#### Task to carry out
Scan the records for lines with the word "deny", and copy every such line.

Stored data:
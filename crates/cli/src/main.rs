//! fwlinkctl - fwlink plugin control CLI
//!
//! Checks whether the built-in plugins would be allowed to start on this
//! machine and manages their configuration file.

#![deny(unused_must_use)]
#![deny(clippy::unwrap_used)]

mod commands;
mod completion;
mod error;
mod output;

use anyhow::Result;
use clap::{Parser, Subcommand};
use std::path::PathBuf;
use std::process::ExitCode;
use tracing_subscriber::{layer::SubscriberExt, util::SubscriberInitExt};

use crate::commands::ConfigCommands;
use crate::error::CliError;

/// Default configuration file.
pub const DEFAULT_CONFIG_PATH: &str = "/etc/fwlink/fwlink.json";

#[derive(Parser)]
#[command(name = "fwlinkctl")]
#[command(about = "fwlink plugin control CLI - kernel safety checks and plugin configuration")]
#[command(version)]
#[command(long_about = "
fwlinkctl inspects the fwlink firmware-update plugins without starting them.

check-kernel runs every built-in plugin's kernel safety check against the
running system and exits with code 3 if any plugin would refuse to start.
Use --json for machine-readable output suitable for scripting.
")]
struct Cli {
    /// Output format (human-readable or JSON)
    #[arg(
        long,
        global = true,
        help = "Output in JSON format for machine parsing"
    )]
    json: bool,

    /// Verbose logging
    #[arg(short, long, global = true, action = clap::ArgAction::Count)]
    verbose: u8,

    /// Plugin configuration file
    #[arg(
        long,
        global = true,
        env = "FWLINK_CONFIG",
        default_value = DEFAULT_CONFIG_PATH
    )]
    config: PathBuf,

    #[command(subcommand)]
    command: Commands,
}

#[derive(Subcommand)]
enum Commands {
    /// Run every built-in plugin's kernel safety check
    CheckKernel {
        /// Root of the proc filesystem to inspect
        #[arg(long, default_value = "/proc", hide = true)]
        proc_root: PathBuf,
    },

    /// Configuration file commands
    #[command(subcommand)]
    Config(ConfigCommands),

    /// Generate shell completion scripts
    Completion {
        /// Shell to generate completion for
        #[arg(value_enum)]
        shell: clap_complete::Shell,
    },
}

#[tokio::main(flavor = "current_thread")]
async fn main() -> ExitCode {
    let cli = Cli::parse();

    let log_level = match cli.verbose {
        0 => "warn",
        1 => "info",
        2 => "debug",
        _ => "trace",
    };

    tracing_subscriber::registry()
        .with(
            tracing_subscriber::EnvFilter::try_from_default_env().unwrap_or_else(|_| {
                format!("fwlinkctl={log_level},fwlink_kernel={log_level},fwlink_plugin={log_level}")
                    .into()
            }),
        )
        .with(
            tracing_subscriber::fmt::layer()
                .with_target(false)
                .with_writer(std::io::stderr),
        )
        .init();

    match execute_command(&cli).await {
        Ok(()) => ExitCode::SUCCESS,
        Err(e) => {
            if cli.json {
                output::print_error_json(&e);
            } else {
                output::print_error_human(&e);
            }

            let exit_code = e
                .downcast_ref::<CliError>()
                .map_or(1, CliError::exit_code);
            ExitCode::from(exit_code)
        }
    }
}

async fn execute_command(cli: &Cli) -> Result<()> {
    match &cli.command {
        Commands::CheckKernel { proc_root } => {
            commands::kernel::execute(&cli.config, proc_root, cli.json).await
        }
        Commands::Config(cmd) => commands::config::execute(cmd, &cli.config, cli.json).await,
        Commands::Completion { shell } => {
            completion::generate_completion(*shell);
            Ok(())
        }
    }
}
//! Prelude module for convenient error handling imports.

pub use crate::{
    DeviceResult, Result,
    common::{ErrorCategory, ErrorSeverity, FwlinkError},
    device::DeviceError,
    firmware::FirmwareFault,
    kernel::KernelPolicyError,
};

#### Written solution
#![deny(unused_must_use)]
#![deny(clippy::unwrap_used)]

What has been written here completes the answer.